Image Credit: Hugo A. Sanchez/©Gulf News

After four years of discussions and hesitation, Turkey decided to intervene militarily in Syrian. On August 24, 2016, Turkish tanks and special forces, aided by air cover, went inside Syrian territories to back attempts by Syrian opposition forces to take the border town of Jarablus from Daesh (the self-proclaimed Islamic State of Iraq and the Levant). Immediately thereafter, Turkey issued an ultimatum to the Kurdish People’s Protection Units (YPG), the Syrian branch of the Kurdistan Workers’ Party (PKK) — giving them three days to pull their forces from the strategically important town of Manbij and return to the east bank of the Euphrates river. The Turkish move left many observers perplexed, wondering what had spurred Turkey to intervene directly in Syria after years of hesitation and indecision.

In fact, since the beginning of the Syrian crisis in March 2011, there have been strong incentives for Turkey to intervene militarily in Syria; but the Turkish army was resisting the temptation. The army thought that any intervention in Syria with at least a political cover from Nato and particularly the United States will be a recipe for disaster. The failed coup attempt provided Turkish President Recep Tayyip Erdogan with the opportunity to purge the army and assert his control over it. The recent military operation in Syria is significant evidence that the Turkish government is now in a better position to command the army and make it toe the government’s line.

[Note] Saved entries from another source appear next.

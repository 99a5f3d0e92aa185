use std::env;
use std::fs;
use std::path::{Path, PathBuf};

use anyhow::{bail, Context, Result};
use serde::{Deserialize, Serialize};

use crate::collection::DecoderIndexing;
use crate::logging::DEFAULT_LOG_RETENTION_FILES;
use crate::resize::InterpolationMode;
use crate::schedule::{PatchConfig, ScalePoint};

const CONFIG_FILE_NAME: &str = "config.toml";
const ENV_DATA_DIR: &str = "HIRESFIX_DATA_DIR";
/// Accepted range of `downscale`.
pub const DOWNSCALE_RANGE: (f64, f64) = (0.1, 1.0);
/// Accepted range of `upscale`.
pub const UPSCALE_RANGE: (f64, f64) = (1.0, 4.0);

#[derive(Debug, Clone, Serialize, Deserialize, PartialEq, Default)]
#[serde(default)]
pub struct AppConfig {
    pub hires_fix: HiresFixSettings,
    pub logging: LoggingConfig,
}

/// User-facing settings of the resolution fix, as stored in `[hires_fix]`.
#[derive(Debug, Clone, Serialize, Deserialize, PartialEq)]
#[serde(default)]
pub struct HiresFixSettings {
    pub enable: bool,
    /// Keep the fix out of every pass after the first.
    pub only_one_pass: bool,
    pub inner: ScalePoint,
    pub outer: ScalePoint,
    pub downscale: f64,
    pub upscale: f64,
    pub interpolation: InterpolationMode,
    pub smooth_scaling: bool,
    pub early_out: bool,
}

impl Default for HiresFixSettings {
    fn default() -> Self {
        Self {
            enable: true,
            only_one_pass: true,
            inner: ScalePoint::new(0.15, 3),
            outer: ScalePoint::new(0.3, 4),
            downscale: 0.5,
            upscale: 2.0,
            interpolation: InterpolationMode::Bicubic,
            smooth_scaling: true,
            early_out: false,
        }
    }
}

impl HiresFixSettings {
    pub fn validate(&self) -> Result<()> {
        for (name, value, (min, max)) in [
            ("downscale", self.downscale, DOWNSCALE_RANGE),
            ("upscale", self.upscale, UPSCALE_RANGE),
        ] {
            if !value.is_finite() || value <= 0.0 {
                bail!("{name} must be a positive finite factor, got {value}");
            }
            if !(min..=max).contains(&value) {
                bail!("{name} must be within [{min}, {max}], got {value}");
            }
        }
        for (name, point) in [("inner", self.inner), ("outer", self.outer)] {
            if !(0.0..=1.0).contains(&point.stop_fraction) {
                bail!(
                    "{name} stop_fraction must be within [0, 1], got {}",
                    point.stop_fraction
                );
            }
        }
        Ok(())
    }

    pub fn indexing(&self) -> DecoderIndexing {
        DecoderIndexing::from_early_out(self.early_out)
    }

    /// Validate and turn the settings into a per-run config.
    pub fn resolve(&self) -> Result<PatchConfig> {
        self.validate().context("invalid hires_fix settings")?;
        Ok(PatchConfig::new(self.inner, self.outer)
            .with_factors(self.downscale, self.upscale)
            .with_mode(self.interpolation)
            .with_smooth_scaling(self.smooth_scaling)
            .with_early_out(self.early_out)
            .with_only_one_pass(self.only_one_pass))
    }
}

#[derive(Debug, Clone, Serialize, Deserialize, PartialEq, Eq)]
#[serde(default)]
pub struct LoggingConfig {
    pub retention_files: usize,
}

impl Default for LoggingConfig {
    fn default() -> Self {
        Self {
            retention_files: DEFAULT_LOG_RETENTION_FILES,
        }
    }
}

impl AppConfig {
    pub fn load_from_path(path: &Path) -> Result<Self> {
        if !path.exists() {
            return Ok(Self::default());
        }

        let raw = fs::read_to_string(path)
            .with_context(|| format!("failed to read config file: {}", path.display()))?;
        if raw.trim().is_empty() {
            return Ok(Self::default());
        }

        toml::from_str(&raw)
            .with_context(|| format!("failed to parse config TOML: {}", path.display()))
    }

    pub fn save_to_path(&self, path: &Path) -> Result<()> {
        let parent = path
            .parent()
            .context("config path does not have a parent directory")?;
        fs::create_dir_all(parent)
            .with_context(|| format!("failed to create config directory: {}", parent.display()))?;

        let encoded = toml::to_string_pretty(self).context("failed to serialize config TOML")?;
        fs::write(path, encoded)
            .with_context(|| format!("failed to write config file: {}", path.display()))
    }
}

/// CLI override first, then `HIRESFIX_DATA_DIR`, then `./data`.
pub fn data_dir(cli_override: Option<&Path>) -> PathBuf {
    if let Some(path) = cli_override {
        return path.to_path_buf();
    }
    env::var_os(ENV_DATA_DIR)
        .map(PathBuf::from)
        .unwrap_or_else(|| PathBuf::from("data"))
}

pub fn config_path(data_dir: &Path) -> PathBuf {
    data_dir.join(CONFIG_FILE_NAME)
}

/// Create the data directory and a default `config.toml`; an existing file is left alone.
///
/// Returns whether a new config file was written.
pub fn initialize_data_dir(data_dir: &Path) -> Result<bool> {
    fs::create_dir_all(data_dir)
        .with_context(|| format!("failed to create data directory: {}", data_dir.display()))?;

    let cfg_path = config_path(data_dir);
    if cfg_path.exists() {
        return Ok(false);
    }
    AppConfig::default().save_to_path(&cfg_path)?;
    Ok(true)
}

#[cfg(test)]
mod tests {
    use super::*;
    use tempfile::tempdir;

    #[test]
    fn default_settings_match_documented_values() {
        let settings = HiresFixSettings::default();
        assert!(settings.enable);
        assert!(settings.only_one_pass);
        assert_eq!(settings.inner, ScalePoint::new(0.15, 3));
        assert_eq!(settings.outer, ScalePoint::new(0.3, 4));
        assert_eq!(settings.downscale, 0.5);
        assert_eq!(settings.upscale, 2.0);
        assert_eq!(settings.interpolation, InterpolationMode::Bicubic);
        assert!(settings.smooth_scaling);
        assert!(!settings.early_out);
        assert_eq!(AppConfig::default().logging.retention_files, 14);
    }

    #[test]
    fn toml_roundtrip_preserves_values() {
        let mut original = AppConfig::default();
        original.hires_fix.interpolation = InterpolationMode::NearestExact;
        original.hires_fix.outer = ScalePoint::new(0.45, 6);
        let encoded = toml::to_string_pretty(&original).expect("serialize config");
        let decoded: AppConfig = toml::from_str(&encoded).expect("deserialize config");
        assert_eq!(decoded, original);
    }

    #[test]
    fn partial_toml_fills_defaults() {
        let raw = r#"
            [hires_fix]
            early_out = true
            interpolation = "area"
            inner = { stop_fraction = 0.2, depth = 1 }
        "#;
        let cfg: AppConfig = toml::from_str(raw).expect("deserialize config");
        assert!(cfg.hires_fix.early_out);
        assert_eq!(cfg.hires_fix.interpolation, InterpolationMode::Area);
        assert_eq!(cfg.hires_fix.inner, ScalePoint::new(0.2, 1));
        assert_eq!(cfg.hires_fix.outer, ScalePoint::new(0.3, 4));
        assert_eq!(cfg.hires_fix.indexing(), DecoderIndexing::Forward);
        assert_eq!(cfg.logging, LoggingConfig::default());
    }

    #[test]
    fn resolve_clamps_inverted_fractions() {
        let settings = HiresFixSettings {
            inner: ScalePoint::new(0.4, 2),
            outer: ScalePoint::new(0.1, 5),
            ..Default::default()
        };
        let config = settings.resolve().expect("resolve settings");
        assert_eq!(config.outer(), ScalePoint::new(0.4, 5));
        assert!(config.only_one_pass);
        assert!(config.smooth_scaling);
    }

    #[test]
    fn resolve_rejects_bad_factors_and_fractions() {
        let settings = HiresFixSettings {
            downscale: 0.0,
            ..Default::default()
        };
        let err = settings.resolve().err().expect("should fail");
        assert!(format!("{err:#}").contains("downscale must be a positive finite factor"));

        let settings = HiresFixSettings {
            upscale: f64::NAN,
            ..Default::default()
        };
        assert!(settings.validate().is_err());

        let settings = HiresFixSettings {
            upscale: 1e12,
            ..Default::default()
        };
        let err = settings.validate().err().expect("should fail");
        assert!(err.to_string().contains("upscale must be within [1, 4]"));

        let settings = HiresFixSettings {
            downscale: 0.05,
            ..Default::default()
        };
        assert!(settings.validate().is_err());

        let settings = HiresFixSettings {
            downscale: 0.1,
            upscale: 4.0,
            ..Default::default()
        };
        assert!(settings.validate().is_ok());

        let settings = HiresFixSettings {
            outer: ScalePoint::new(1.5, 4),
            ..Default::default()
        };
        let err = settings.validate().err().expect("should fail");
        assert!(err.to_string().contains("outer stop_fraction must be within [0, 1]"));
    }

    #[test]
    fn load_missing_or_empty_file_returns_defaults() {
        let dir = tempdir().expect("tempdir");
        let path = dir.path().join("config.toml");
        assert_eq!(
            AppConfig::load_from_path(&path).expect("load missing"),
            AppConfig::default()
        );
        fs::write(&path, "  \n").expect("write empty config");
        assert_eq!(
            AppConfig::load_from_path(&path).expect("load empty"),
            AppConfig::default()
        );
    }

    #[test]
    fn load_reports_parse_errors_with_path() {
        let dir = tempdir().expect("tempdir");
        let path = dir.path().join("config.toml");
        fs::write(&path, "[hires_fix]\ninterpolation = \"lanczos\"\n").expect("write config");
        let err = AppConfig::load_from_path(&path).err().expect("should fail");
        assert!(err.to_string().contains("failed to parse config TOML"));
    }

    #[test]
    fn data_dir_prefers_cli_override() {
        assert_eq!(data_dir(Some(Path::new("/custom"))), PathBuf::from("/custom"));
    }

    #[test]
    fn data_dir_env_and_default() {
        let previous = env::var_os(ENV_DATA_DIR);

        env::set_var(ENV_DATA_DIR, "/env/path");
        let from_env = data_dir(None);
        env::remove_var(ENV_DATA_DIR);
        let fallback = data_dir(None);

        if let Some(value) = previous {
            env::set_var(ENV_DATA_DIR, value);
        }
        assert_eq!(from_env, PathBuf::from("/env/path"));
        assert_eq!(fallback, PathBuf::from("data"));
    }

    #[test]
    fn initialize_writes_config_once() {
        let dir = tempdir().expect("tempdir");
        let data = dir.path().join("nested").join("data");

        assert!(initialize_data_dir(&data).expect("initialize data dir"));
        let cfg_path = config_path(&data);
        assert!(cfg_path.exists());
        assert_eq!(
            AppConfig::load_from_path(&cfg_path).expect("load written config"),
            AppConfig::default()
        );

        fs::write(&cfg_path, "[logging]\nretention_files = 3\n").expect("write custom config");
        assert!(!initialize_data_dir(&data).expect("initialize again"));
        let content = fs::read_to_string(&cfg_path).expect("read config");
        assert_eq!(content, "[logging]\nretention_files = 3\n");
    }
}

Making use of popular discontent at the growing security threats posed by Daesh and PKK, the Turkish government launched a military operation aimed at stopping the campaign of bomb attacks on Turkish soil, orchestrated from inside Syria.

Losing vital support

To overcome US reluctance to support its military intervention in Syria, the Turkish government went as far as to threatening to reconsider its security and military alliance with Washington. Reluctant to lose the vital support of Turkey in the confrontation with Daesh, the US chose to give Turkey a free hand to take on both Daesh and the Kurds in areas to the west of the Euphrates. Notably, Turkey’s military operation began the same morning when US Vice-President Joe Biden arrived in Turkey, calling upon the YPG to withdraw to the east of the Euphrates, lest they should lose the American support they had received to the west of the river while ousting Daesh from Manbij. The lifting of the US veto on Turkish intervention in Syria thus had a major role in pushing Turkey into action against both Daesh and the YPG, although Washington still has reservations about the creation of a safe haven in northern Syria, as per Ankara’s demands.

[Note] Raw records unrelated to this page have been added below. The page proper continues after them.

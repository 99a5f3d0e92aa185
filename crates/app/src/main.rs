fn main() {
    if let Err(error) = hiresfix_app::run_from_env() {
        tracing::error!("{error:#}");
        eprintln!("Error: {error:#}");
        std::process::exit(1);
    }
}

Ankara has also secured a Russian approval for its intervention in Syria. On September 30, 2015, Russian military intervention in Syria ended the chances for Turkey to create a buffer zone in northern Syria, something it had long tried to persuade Washington of. The downing of a Russian jet on November 24, 2015, closed Syrian airspace off to Turkish planes. Although Turkey continued to bomb YPG forces with artillery fire to prevent them from being deployed along the whole of its southern border, particularly to the west of the Euphrates from Afrin towards A’zaz and the areas controlled by the Syrian opposition, the results of the bombings were limited since the Kurds, with joint American-Russian support, maintained control over more territory — be it east or west of the Euphrates.

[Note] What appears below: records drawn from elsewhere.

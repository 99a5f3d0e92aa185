use std::fmt::{self, Write as _};
use std::path::{Path, PathBuf};

use anyhow::{bail, Context, Result};
use clap::{ArgAction, Args, Parser, Subcommand};
use serde::Serialize;
use tracing::{info, warn};
use tracing_subscriber::prelude::*;

use hiresfix_core::config::{config_path, data_dir, initialize_data_dir, AppConfig, HiresFixSettings};
use hiresfix_core::controller::RestoreReport;
use hiresfix_core::host::{GenerationRun, PassPlan, ScaledSlot, StepRecord};
use hiresfix_core::logging::{self, FileSinkPlan, LoggingInitOptions, DEFAULT_LOG_FILTER};
use hiresfix_core::network::Network;
use hiresfix_core::resize::InterpolationMode;
use hiresfix_core::schedule::ScalePoint;
use hiresfix_core::script::{HiresFixScript, ProcessOutcome};
use hiresfix_core::types::Tensor;

#[derive(Parser)]
#[command(
    name = "hiresfix",
    about = "Simulate the step-gated Kohya hires fix on a toy encoder/decoder network"
)]
struct Cli {
    #[command(subcommand)]
    command: Commands,

    #[arg(
        short = 'v',
        long = "verbose",
        action = ArgAction::Count,
        global = true,
        help = "Increase log verbosity (-v: debug, -vv: trace)"
    )]
    verbose: u8,

    #[arg(
        long = "log-filter",
        value_name = "FILTER",
        global = true,
        help = "Explicit tracing filter (overrides RUST_LOG and -v)"
    )]
    log_filter: Option<String>,

    #[arg(long, global = true)]
    data_dir: Option<PathBuf>,
}

#[derive(Subcommand)]
enum Commands {
    /// Run a simulated generation and report per-step patch state.
    Simulate(SimulateArgs),
    /// Print the resolved settings as TOML.
    Config(SettingsArgs),
    /// Create the data directory and a default config.toml.
    Init,
}

#[derive(Args)]
struct SimulateArgs {
    #[arg(long, default_value_t = 20, help = "Sampling steps of the first pass")]
    steps: usize,
    #[arg(long, default_value_t = 1)]
    passes: usize,
    #[arg(long, help = "Sampling steps of every pass after the first (default: --steps)")]
    pass_steps: Option<usize>,
    #[arg(long, default_value_t = 1.0, help = "Latent scale applied before every pass after the first")]
    pass_scale: f64,
    #[arg(long, default_value_t = 64, help = "Latent height and width")]
    size: usize,
    #[arg(long, default_value_t = 4)]
    channels: usize,
    #[arg(long, default_value_t = 12, help = "Blocks per encoder/decoder path")]
    blocks: usize,
    #[arg(long, help = "Emit the report as JSON")]
    json: bool,
    #[command(flatten)]
    settings: SettingsArgs,
}

/// Command-line overrides for `[hires_fix]`.
#[derive(Args, Default)]
struct SettingsArgs {
    #[arg(long, conflicts_with = "disable")]
    enable: bool,
    #[arg(long)]
    disable: bool,
    #[arg(long, value_name = "FRACTION", help = "Inner stop fraction")]
    s1: Option<f64>,
    #[arg(long, value_name = "DEPTH", help = "Inner depth")]
    d1: Option<usize>,
    #[arg(long, value_name = "FRACTION", help = "Outer stop fraction")]
    s2: Option<f64>,
    #[arg(long, value_name = "DEPTH", help = "Outer depth")]
    d2: Option<usize>,
    #[arg(long)]
    downscale: Option<f64>,
    #[arg(long)]
    upscale: Option<f64>,
    #[arg(long, value_name = "MODE", help = "bicubic, bilinear, nearest, nearest-exact or area")]
    interpolation: Option<String>,
    #[arg(long, value_name = "BOOL")]
    smooth_scaling: Option<bool>,
    #[arg(long, value_name = "BOOL")]
    early_out: Option<bool>,
    #[arg(long, value_name = "BOOL")]
    only_one_pass: Option<bool>,
}

impl SettingsArgs {
    fn apply(&self, settings: &mut HiresFixSettings) -> Result<()> {
        if self.enable {
            settings.enable = true;
        }
        if self.disable {
            settings.enable = false;
        }
        settings.inner = ScalePoint::new(
            self.s1.unwrap_or(settings.inner.stop_fraction),
            self.d1.unwrap_or(settings.inner.depth),
        );
        settings.outer = ScalePoint::new(
            self.s2.unwrap_or(settings.outer.stop_fraction),
            self.d2.unwrap_or(settings.outer.depth),
        );
        if let Some(downscale) = self.downscale {
            settings.downscale = downscale;
        }
        if let Some(upscale) = self.upscale {
            settings.upscale = upscale;
        }
        if let Some(mode) = self.interpolation.as_deref() {
            settings.interpolation = mode.parse::<InterpolationMode>()?;
        }
        if let Some(smooth_scaling) = self.smooth_scaling {
            settings.smooth_scaling = smooth_scaling;
        }
        if let Some(early_out) = self.early_out {
            settings.early_out = early_out;
        }
        if let Some(only_one_pass) = self.only_one_pass {
            settings.only_one_pass = only_one_pass;
        }
        settings.validate()
    }
}

pub fn run_from_env() -> Result<()> {
    let cli = Cli::parse();
    let resolved_data_dir = data_dir(cli.data_dir.as_deref());

    let retention_files = AppConfig::load_from_path(&config_path(&resolved_data_dir))
        .map(|config| config.logging.retention_files)
        .unwrap_or(logging::DEFAULT_LOG_RETENTION_FILES);
    init_logging(
        &resolved_data_dir,
        cli.verbose,
        cli.log_filter.as_deref(),
        retention_files,
    );
    info!(
        pid = std::process::id(),
        data_dir = %resolved_data_dir.display(),
        config_path = %config_path(&resolved_data_dir).display(),
        "Startup metadata"
    );

    match cli.command {
        Commands::Simulate(args) => {
            let config = load_config(&resolved_data_dir, &args.settings)?;
            let report = simulate(&config.hires_fix, &args)?;
            if args.json {
                println!(
                    "{}",
                    serde_json::to_string_pretty(&report).context("failed to encode report")?
                );
            } else {
                print!("{}", render_report(&report)?);
            }
            Ok(())
        }
        Commands::Config(overrides) => {
            let config = load_config(&resolved_data_dir, &overrides)?;
            let encoded =
                toml::to_string_pretty(&config).context("failed to serialize config TOML")?;
            print!("{encoded}");
            Ok(())
        }
        Commands::Init => {
            let created = initialize_data_dir(&resolved_data_dir)?;
            let cfg_path = config_path(&resolved_data_dir);
            if created {
                println!("Wrote default config to {}", cfg_path.display());
            } else {
                println!("Config already exists at {}", cfg_path.display());
            }
            Ok(())
        }
    }
}

fn init_logging(data_dir: &Path, verbose: u8, cli_log_filter: Option<&str>, retention_files: usize) {
    let init_options = LoggingInitOptions {
        data_dir: Some(data_dir.to_path_buf()),
        verbose,
        cli_log_filter: cli_log_filter.map(ToString::to_string),
        rust_log_env: std::env::var("RUST_LOG").ok(),
        retention_files,
        ..Default::default()
    };
    let plan = logging::compose_logging_init_plan(&init_options);
    let console_filter = parse_env_filter_with_fallback(&plan.filters.console_filter, "console");

    let console_layer = tracing_subscriber::fmt::layer()
        .with_writer(std::io::stderr)
        .with_filter(console_filter);

    match plan.file_sink {
        FileSinkPlan::Ready { appender, .. } => {
            let file_filter = parse_env_filter_with_fallback(&plan.filters.file_filter, "file");
            let subscriber = tracing_subscriber::registry().with(console_layer).with(
                tracing_subscriber::fmt::layer()
                    .with_ansi(false)
                    .with_writer(appender)
                    .with_filter(file_filter),
            );
            if let Err(error) = tracing::subscriber::set_global_default(subscriber) {
                eprintln!(
                    "Failed to initialize tracing subscriber: {error}. Continuing without structured tracing."
                );
            }
        }
        FileSinkPlan::Fallback {
            attempted_log_dir,
            reason,
        } => {
            let subscriber = tracing_subscriber::registry().with(console_layer);
            if let Err(error) = tracing::subscriber::set_global_default(subscriber) {
                eprintln!(
                    "Failed to initialize tracing subscriber: {error}. Continuing without structured tracing."
                );
                return;
            }
            warn!(
                attempted_log_dir = ?attempted_log_dir,
                reason = %reason,
                "Persistent file logging unavailable; continuing with console-only logging"
            );
        }
    }
}

fn parse_env_filter_with_fallback(filter: &str, sink_name: &str) -> tracing_subscriber::EnvFilter {
    tracing_subscriber::EnvFilter::try_new(filter).unwrap_or_else(|error| {
        eprintln!(
            "Invalid {sink_name} log filter '{filter}': {error}. Falling back to '{DEFAULT_LOG_FILTER}'."
        );
        tracing_subscriber::EnvFilter::new(DEFAULT_LOG_FILTER)
    })
}

fn load_config(data_dir: &Path, overrides: &SettingsArgs) -> Result<AppConfig> {
    let cfg_path = config_path(data_dir);
    let mut config = match AppConfig::load_from_path(&cfg_path) {
        Ok(config) => config,
        Err(err) => {
            warn!(error = %format!("{err:#}"), "Failed to load config file, using defaults");
            AppConfig::default()
        }
    };
    overrides
        .apply(&mut config.hires_fix)
        .context("invalid settings override")?;
    Ok(config)
}

#[derive(Debug, Serialize)]
struct SimulationReport {
    title: &'static str,
    settings: HiresFixSettings,
    process: ProcessOutcome,
    passes: Vec<PassPlan>,
    steps: Vec<StepRecord>,
    total_cost: u64,
    baseline_cost: u64,
    restore: RestoreReport,
    restored: bool,
}

impl SimulationReport {
    fn saving_percent(&self) -> f64 {
        if self.baseline_cost == 0 {
            return 0.0;
        }
        (1.0 - self.total_cost as f64 / self.baseline_cost as f64) * 100.0
    }
}

fn pass_plans(args: &SimulateArgs) -> Result<Vec<PassPlan>> {
    if args.passes == 0 {
        bail!("--passes must be at least 1");
    }
    let later_steps = args.pass_steps.unwrap_or(args.steps);
    Ok((0..args.passes)
        .map(|index| {
            if index == 0 {
                PassPlan::new(args.steps)
            } else {
                PassPlan::new(later_steps).with_latent_scale(args.pass_scale)
            }
        })
        .collect())
}

fn initial_latent(channels: usize, size: usize) -> Tensor {
    Tensor::from_shape_fn((1, channels, size, size), |(_, c, y, x)| {
        ((x + 2 * y + 3 * c) % 7) as f32 / 7.0
    })
}

fn simulate(settings: &HiresFixSettings, args: &SimulateArgs) -> Result<SimulationReport> {
    if args.size == 0 {
        bail!("--size must be at least 1");
    }
    let passes = pass_plans(args)?;
    let script = HiresFixScript::new();

    let mut network = Network::symmetric(args.blocks, args.channels)?;
    let before = network.layout();
    let mut run = GenerationRun::new(passes.clone())?;
    let report = script.run_generation(
        settings,
        &mut network,
        &mut run,
        initial_latent(args.channels, args.size),
    )?;
    let restored = network.layout() == before;

    let mut baseline_network = Network::symmetric(args.blocks, args.channels)?;
    let mut baseline_run = GenerationRun::new(passes.clone())?;
    baseline_run.suppress_hires_fix = true;
    let baseline = script.run_generation(
        settings,
        &mut baseline_network,
        &mut baseline_run,
        initial_latent(args.channels, args.size),
    )?;

    info!(
        total_cost = report.sample.total_cost,
        baseline_cost = baseline.sample.total_cost,
        restored,
        "Simulation finished"
    );

    Ok(SimulationReport {
        title: script.title(),
        settings: settings.clone(),
        process: report.process,
        passes,
        steps: report.sample.steps,
        total_cost: report.sample.total_cost,
        baseline_cost: baseline.sample.total_cost,
        restore: report.restore,
        restored,
    })
}

fn format_slots(slots: &[ScaledSlot]) -> String {
    if slots.is_empty() {
        return "-".to_string();
    }
    slots
        .iter()
        .map(|slot| format!("{}@{:.3}", slot.index, slot.scale))
        .collect::<Vec<_>>()
        .join(" ")
}

fn render_report(report: &SimulationReport) -> Result<String, fmt::Error> {
    let mut out = String::new();
    writeln!(out, "{} ({:?})", report.title, report.process)?;
    writeln!(
        out,
        "{:>4} {:>5} {:>16} {:>16} {:>9} {:>10}",
        "pass", "step", "encoder", "decoder", "latent", "cost"
    )?;
    for record in &report.steps {
        let latent = format!("{}x{}", record.latent.0, record.latent.1);
        writeln!(
            out,
            "{:>4} {:>5} {:>16} {:>16} {:>9} {:>10}",
            record.pass,
            format!("{}/{}", record.step, record.total_steps),
            format_slots(&record.input_blocks),
            format_slots(&record.output_blocks),
            latent,
            record.cost
        )?;
    }
    writeln!(
        out,
        "total cost {} vs {} unpatched ({:.1}% saved)",
        report.total_cost,
        report.baseline_cost,
        report.saving_percent()
    )?;
    writeln!(
        out,
        "teardown reverted {} encoder / {} decoder blocks; network restored: {}",
        report.restore.input_blocks,
        report.restore.output_blocks,
        if report.restored { "yes" } else { "NO" }
    )?;
    Ok(out)
}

In signalling an end to the rupture with Russia, especially after the failed coup, Erdogan was able to neutralise Russia in the conflict with the Kurds. Moscow closed the bureau of the Kurdish Democratic Union Party (the Syrian branch of the PKK), which Ankara deems a terrorist outfit. Until then, the Kremlin had allowed it to open a bureau in Moscow at the height of the crisis caused by the downing of the Russian jet, as well as providing political and military support to the party in Syria and even within Turkey itself.

In tandem with mending relations with Russia, Turkey was also moving to patch things up with Iran — Syria being the fundamental sticking point between them. Recent Russian and American pronouncements about the possible division of Syria, or at the minimum the creation of a federal arrangement, where the Kurds will enjoy considerable autonomy, caused anxiety in both Ankara and Tehran and led both to coordinate efforts to prevent the creation of a Kurdish state in the north of Syria.

Tehran escalated its attacks against Iranian Kurdish Democratic Party and other Kurdish factions based in northern Iraq. This explains the absence of any negative Iranian reaction to Turkey’s direct military involvement in northern Syria, even though Tehran usually has no qualms about voicing its irritation over Turkish policies in Syria and has long authorised its allies to confront Turkey over any military intervention, be it in Syria or in Iraq.

By this, Turkey has set the stage for military intervention in Syria and has ensured the tacit approval of the most important actors in the Syrian conflict.

Dr Marwan Kabalan is a Syrian academic and writer.